• [Entries supplied]
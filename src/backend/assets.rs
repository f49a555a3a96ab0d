// SPDX-FileCopyrightText: 2026 Bruno Meilick
// SPDX-License-Identifier: LicenseRef-Scopedeck-FreeUse-NoCopy-NoDerivatives
//
// All rights reserved.
//
// This file is part of Scopedeck and is proprietary software.
// Unauthorized copying, modification, or distribution is prohibited.

//! The asset-management backend: projects, then an asset tree per project.
//!
//! Page 0 lists the projects the user may work in. Page 1 shows the assets of
//! the entered project as a tree (nested by each asset's visual parent) with a
//! task selector. Picking an asset enters its task matching the selector.

use std::collections::{BTreeMap, BTreeSet};
use std::sync::Arc;
use std::time::Instant;

use tracing::{debug, warn};

use super::search;
use super::{
    BackendEvent, BackendInput, PageRow, PageView, PlacedPage, PlacedPages, WorkspaceBackend,
    WorkspaceError,
};
use crate::model::{AssetScope, ProjectScope, Scope, ScopeKind, ScopeName, MAX_SCOPE_DEPTH};
use crate::nav::{SlidePages, Viewport};

pub const MEMBER_ROLE: &str = "member";

const PROJECT_PAGE: usize = 0;
const ASSET_PAGE: usize = 1;

fn project_of(scope: &Scope) -> Option<&ProjectScope> {
    match scope.kind() {
        ScopeKind::Project(project) => Some(project),
        _ => None,
    }
}

fn asset_of(scope: &Scope) -> Option<&AssetScope> {
    match scope.kind() {
        ScopeKind::Asset(asset) => Some(asset),
        _ => None,
    }
}

/// Only assets listing the task count as tasked.
pub fn is_asset_tasked(asset: &AssetScope, task: Option<&str>) -> bool {
    task.is_some_and(|task| asset.tasks.iter().any(|t| t == task))
}

fn is_listed_project(project: &ProjectScope) -> bool {
    project.is_active
        && (project.roles.is_empty() || project.roles.iter().any(|role| role == MEMBER_ROLE))
}

fn step(cursor: usize, len: usize, forward: bool) -> usize {
    match (len, forward) {
        (0, _) => 0,
        (_, true) => (cursor + 1).min(len - 1),
        (_, false) => cursor.saturating_sub(1),
    }
}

• [Action item] When you repeat the data, keep each line exactly as given.

• [Problem solution]
filename src/backend/assets.rs
repository f49a555a3a96ab0d
// SPDX-FileCopyrightText: 2026 Bruno Meilick
// SPDX-License-Identifier: LicenseRef-Scopedeck-FreeUse-NoCopy-NoDerivatives
//
// All rights reserved.
//
// This file is part of Scopedeck and is proprietary software.
// Unauthorized copying, modification, or distribution is prohibited.

//! The asset-management backend: projects, then an asset tree per project.
//!
//! Page 0 lists the projects the user may work in. Page 1 shows the assets of
//! the entered project as a tree (nested by each asset's visual parent) with a
//! task selector. Picking an asset enters its task matching the selector.

use std::collections::{BTreeMap, BTreeSet};
use std::sync::Arc;
use std::time::Instant;

use tracing::{debug, warn};

use super::search;
use super::{
    BackendEvent, BackendInput, PageRow, PageView, PlacedPage, PlacedPages, WorkspaceBackend,
    WorkspaceError,
};
use crate::model::{AssetScope, ProjectScope, Scope, ScopeKind, ScopeName, MAX_SCOPE_DEPTH};
use crate::nav::{SlidePages, Viewport};

pub const MEMBER_ROLE: &str = "member";

const PROJECT_PAGE: usize = 0;
const ASSET_PAGE: usize = 1;

fn project_of(scope: &Scope) -> Option<&ProjectScope> {
    match scope.kind() {
        ScopeKind::Project(project) => Some(project),
        _ => None,
    }
}

fn asset_of(scope: &Scope) -> Option<&AssetScope> {
    match scope.kind() {
        ScopeKind::Asset(asset) => Some(asset),
        _ => None,
    }
}

/// Only assets listing the task count as tasked.
pub fn is_asset_tasked(asset: &AssetScope, task: Option<&str>) -> bool {
    task.is_some_and(|task| asset.tasks.iter().any(|t| t == task))
}

fn is_listed_project(project: &ProjectScope) -> bool {
    project.is_active
        && (project.roles.is_empty() || project.roles.iter().any(|role| role == MEMBER_ROLE))
}

fn step(cursor: usize, len: usize, forward: bool) -> usize {
    match (len, forward) {
        (0, _) => 0,
        (_, true) => (cursor + 1).min(len - 1),
        (_, false) => cursor.saturating_sub(1),
    }
}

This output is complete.